Google Gemini

Google's New Gemini AI Models are Faster, Cheaper, and More Powerful

September 17, 2024 • 2 min read

Google has rolled out some big updates to its Gemini AI family, introducing new models, lower pricing, increased rate limits, and more. Two new production-ready models, Gemini-1.5-Pro-002 and Gemini-1.5-Flash-002, headline the release (yes, I don't get the naming convention also, but let's just roll with it).

Firstly, the new models offer twice the output speed and three times lower latency compared to their predecessors, enabling faster data processing and more responsive applications.

On benchmark tests, the models showed a 7% increase in MMLU-Pro scores and a 20% improvement in both MATH and HiddenMath benchmarks. These advancements are also apparent in the models’ capabilities in handling complex mathematical problems, long-context processing, and multimodal tasks such as video analysis and large-scale code repositories.
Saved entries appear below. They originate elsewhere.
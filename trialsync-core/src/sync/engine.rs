// SPDX-FileCopyrightText: 2026 Mattia Egloff <mattia.egloff@pm.me>
//
// SPDX-License-Identifier: GPL-3.0-or-later

//! Sync Engine
//!
//! Background flush of a patient's pending events. Nothing is submitted
//! unless the sync gate hands out an [`EgressPermit`]. The queue is the
//! `event_sync` table, so cancelling the engine at any await point loses
//! nothing: unacknowledged events are still pending on the next run.

use std::collections::HashSet;
use std::future::Future;
use std::sync::Arc;
use std::time::Duration;

use tokio::sync::Notify;

use crate::api::config::SyncConfig;
use crate::api::events::{NoticeDispatcher, SyncNotice};
use crate::event::{Event, EventId};
use crate::gate::{EgressPermit, GateState, SyncGate};
use crate::network::{SyncBatchRequest, SyncTransport, TransportError, WireEvent};
use crate::store::EventStore;

use super::SyncError;

/// Idle wait when nothing is scheduled; any append or wake ends it early.
const IDLE_WAIT: Duration = Duration::from_secs(3600);

/// Outcome counts of one flush cycle.
#[derive(Debug, Clone, Copy, Default, PartialEq, Eq)]
pub struct SyncReport {
    /// Events put on the wire, counting re-sends.
    pub sent: usize,
    pub acknowledged: usize,
    pub rejected: usize,
    /// Failures that will be retried.
    pub transient_failures: usize,
    /// Failures that used up the retry budget.
    pub stalled: usize,
}

impl SyncReport {
    fn merge(&mut self, other: SyncReport) {
        self.sent += other.sent;
        self.acknowledged += other.acknowledged;
        self.rejected += other.rejected;
        self.transient_failures += other.transient_failures;
        self.stalled += other.stalled;
    }
}

/// Operator-visible engine status.
#[derive(Debug, Clone, PartialEq, Eq)]
pub struct EngineStatus {
    pub gate: GateState,
    /// Events still pending, stalled ones included.
    pub pending: usize,
    /// Events that need [`SyncEngine::requeue_stalled`].
    pub stalled: Vec<EventId>,
}

/// Sync engine of one patient.
pub struct SyncEngine<T: SyncTransport> {
    store: EventStore,
    gate: Arc<SyncGate>,
    transport: T,
    config: SyncConfig,
    notices: Arc<NoticeDispatcher>,
    wake: Notify,
}

impl<T: SyncTransport> SyncEngine<T> {
    pub fn new(
        store: EventStore,
        gate: Arc<SyncGate>,
        transport: T,
        config: SyncConfig,
        notices: Arc<NoticeDispatcher>,
    ) -> Self {
        SyncEngine {
            store,
            gate,
            transport,
            config,
            notices,
            wake: Notify::new(),
        }
    }

    pub fn gate(&self) -> &SyncGate {
        &self.gate
    }

    pub fn transport(&self) -> &T {
        &self.transport
    }

    /// Asks a running engine to flush now.
    pub fn wake(&self) {
        self.wake.notify_one();
    }

    /// Current gate state, queue depth and stalled events.
    pub fn status(&self) -> Result<EngineStatus, SyncError> {
        let patient_id = self.gate.patient_id();
        Ok(EngineStatus {
            gate: self.gate.state(),
            pending: self.store.pending_count(patient_id)?,
            stalled: self.store.stalled_events(patient_id)?,
        })
    }

    /// Gives stalled events a fresh retry budget and wakes the engine.
    pub fn requeue_stalled(&self) -> Result<usize, SyncError> {
        let requeued = self.store.requeue_stalled(self.gate.patient_id())?;
        if requeued > 0 {
            tracing::info!(patient_id = %self.gate.patient_id(), requeued, "stalled events requeued");
            self.wake();
        }
        Ok(requeued)
    }

    /// Runs one flush cycle.
    ///
    /// Without approval this returns an empty report and transmits nothing.
    /// Otherwise due events are sent batch by batch until the queue is empty
    /// or a request fails as a whole.
    pub async fn sync_once(&self) -> Result<SyncReport, SyncError> {
        let Some(permit) = self.gate.transmission_permit() else {
            tracing::debug!(patient_id = %self.gate.patient_id(), "sync gate closed, nothing sent");
            return Ok(SyncReport::default());
        };

        let mut report = SyncReport::default();
        loop {
            let batch = self
                .store
                .due_for_sync(permit.patient_id(), self.config.batch_size)?;
            if batch.is_empty() {
                break;
            }

            let (batch_report, request_failed) = self.send_batch(&permit, &batch).await?;
            report.merge(batch_report);
            if request_failed {
                break;
            }
        }

        if report.sent > 0 {
            tracing::info!(
                patient_id = %permit.patient_id(),
                sent = report.sent,
                acknowledged = report.acknowledged,
                rejected = report.rejected,
                transient_failures = report.transient_failures,
                stalled = report.stalled,
                "sync cycle finished"
            );
        }
        Ok(report)
    }

    async fn send_batch(
        &self,
        permit: &EgressPermit,
        batch: &[Event],
    ) -> Result<(SyncReport, bool), SyncError> {
        let request = SyncBatchRequest {
            events: batch.iter().map(WireEvent::from).collect(),
        };
        let mut report = SyncReport {
            sent: batch.len(),
            ..SyncReport::default()
        };

        match self.transport.submit(permit, &request).await {
            Ok(response) => {
                let acknowledged: HashSet<EventId> =
                    response.results.iter().map(|r| r.event_id).collect();
                for event in batch {
                    if acknowledged.contains(&event.id) {
                        if self.store.mark_synced(&event.id)? {
                            report.acknowledged += 1;
                            self.notices
                                .dispatch(SyncNotice::EventSynced { event_id: event.id });
                        }
                    } else {
                        self.record_failure(event, "not acknowledged", &mut report)?;
                    }
                }
                Ok((report, false))
            }
            Err(TransportError::Rejected(code)) => {
                tracing::warn!(
                    patient_id = %permit.patient_id(),
                    code = code.as_str(),
                    events = batch.len(),
                    "batch rejected by relay"
                );
                for event in batch {
                    if self.store.mark_rejected(&event.id, code.as_str())? {
                        report.rejected += 1;
                        self.notices.dispatch(SyncNotice::EventRejected {
                            event_id: event.id,
                            code,
                        });
                    }
                }
                Ok((report, true))
            }
            Err(error) => {
                tracing::debug!(patient_id = %permit.patient_id(), %error, "batch failed");
                let message = error.to_string();
                for event in batch {
                    self.record_failure(event, &message, &mut report)?;
                }
                Ok((report, true))
            }
        }
    }

    fn record_failure(
        &self,
        event: &Event,
        error: &str,
        report: &mut SyncReport,
    ) -> Result<(), SyncError> {
        let failed_attempts = event.sync.attempts + 1;
        let next_attempt_at = self
            .config
            .retry
            .next_attempt(self.store.clock().now(), failed_attempts);

        if !self
            .store
            .record_transient_failure(&event.id, error, next_attempt_at)?
        {
            return Ok(());
        }

        if next_attempt_at.is_some() {
            report.transient_failures += 1;
        } else {
            report.stalled += 1;
            tracing::warn!(event_id = %event.id, failed_attempts, error, "sync retries exhausted");
            self.notices.dispatch(SyncNotice::RetriesExhausted {
                event_id: event.id,
                last_error: error.to_string(),
            });
        }
        Ok(())
    }

    /// Runs until `shutdown` resolves.
    ///
    /// Waits for the gate to open, then flushes whenever an event is
    /// appended, a retry falls due, or [`SyncEngine::wake`] is called.
    pub async fn run(&self, shutdown: impl Future<Output = ()>) -> Result<(), SyncError> {
        tokio::pin!(shutdown);
        let mut appends = self.store.subscribe_appends();

        tokio::select! {
            _ = &mut shutdown => return Ok(()),
            _ = self.gate.wait_until_approved() => {}
        }
        tracing::info!(patient_id = %self.gate.patient_id(), "sync gate open, flushing queue");

        loop {
            appends.borrow_and_update();
            self.sync_once().await?;

            let delay = self.until_next_retry()?;
            tokio::select! {
                _ = &mut shutdown => return Ok(()),
                changed = appends.changed() => {
                    if changed.is_err() {
                        return Ok(());
                    }
                }
                _ = self.wake.notified() => {}
                _ = tokio::time::sleep(delay) => {}
            }
        }
    }

    fn until_next_retry(&self) -> Result<Duration, SyncError> {
        let due = self.store.next_attempt_due(self.gate.patient_id())?;
        Ok(match due {
            Some(at) => Duration::try_from(at - self.store.clock().now()).unwrap_or_default(),
            None => IDLE_WAIT,
        })
    }
}
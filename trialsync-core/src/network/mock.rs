// SPDX-FileCopyrightText: 2026 Mattia Egloff <mattia.egloff@pm.me>
//
// SPDX-License-Identifier: GPL-3.0-or-later

//! Mock Transport
//!
//! Scriptable in-memory transport for testing.

use std::collections::VecDeque;
use std::sync::Arc;

use parking_lot::Mutex;

use super::protocol::{SyncBatchRequest, SyncBatchResponse};
use super::transport::{SyncTransport, TransportError};
use crate::gate::EgressPermit;

/// Scripted reply for the next submission.
#[derive(Debug, Clone)]
pub enum MockReply {
    /// Acknowledge every event in the batch.
    AcknowledgeAll,
    /// Return exactly this response.
    Respond(SyncBatchResponse),
    /// Fail the whole request.
    Fail(TransportError),
}

#[derive(Debug, Default)]
struct MockState {
    submissions: Vec<SyncBatchRequest>,
    script: VecDeque<MockReply>,
}

/// Mock transport for testing.
///
/// Records every submitted batch. Replies follow the queued script and
/// default to acknowledging everything once the script is empty. Clones
/// share state, so a test can keep a handle after moving one into an engine.
#[derive(Debug, Clone, Default)]
pub struct MockTransport {
    state: Arc<Mutex<MockState>>,
}

impl MockTransport {
    pub fn new() -> Self {
        Self::default()
    }

    /// Queues the reply for a future submission.
    pub fn push_reply(&self, reply: MockReply) {
        self.state.lock().script.push_back(reply);
    }

    /// Returns all batches submitted so far.
    pub fn submissions(&self) -> Vec<SyncBatchRequest> {
        self.state.lock().submissions.clone()
    }

    pub fn submission_count(&self) -> usize {
        self.state.lock().submissions.len()
    }

    /// Total number of events transmitted, counting re-sends.
    pub fn transmitted_event_count(&self) -> usize {
        self.state
            .lock()
            .submissions
            .iter()
            .map(|batch| batch.events.len())
            .sum()
    }
}

impl SyncTransport for MockTransport {
    async fn submit(
        &self,
        _permit: &EgressPermit,
        batch: &SyncBatchRequest,
    ) -> Result<SyncBatchResponse, TransportError> {
        let mut state = self.state.lock();
        state.submissions.push(batch.clone());
        match state.script.pop_front().unwrap_or(MockReply::AcknowledgeAll) {
            MockReply::AcknowledgeAll => Ok(SyncBatchResponse::acknowledge_all(batch)),
            MockReply::Respond(response) => Ok(response),
            MockReply::Fail(error) => Err(error),
        }
    }
}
Oh, and remember the experimental Gemini 1.5 Flash-8B model (Gemini-1.5-Flash-8B-Exp-0924) from over the summer? Well, it got some love also. Google says it developers will see significant performance gains in both text and multimodal applications.

The company is also dramatically reducing pricing for its top-tier Gemini 1.5 Pro model. Developers will see a 64% cut in input token costs and a 52% reduction for output tokens on prompts under 128K tokens. The updating pricing will go into effect on October 1st.

Along with the pricing adjustments, Google has doubled the rate limits for the Gemini 1.5 Flash model to 2,000 requests per minute (RPM) and increased the rate limit for Gemini 1.5 Pro to 1,000 RPM, up from 1,000 and 360 RPM respectively.

Finally, in response to developer feedback, Google has adjusted its approach to content filtering. The new models will ship with filters off by default, giving developers more control over content moderation for their specific use cases.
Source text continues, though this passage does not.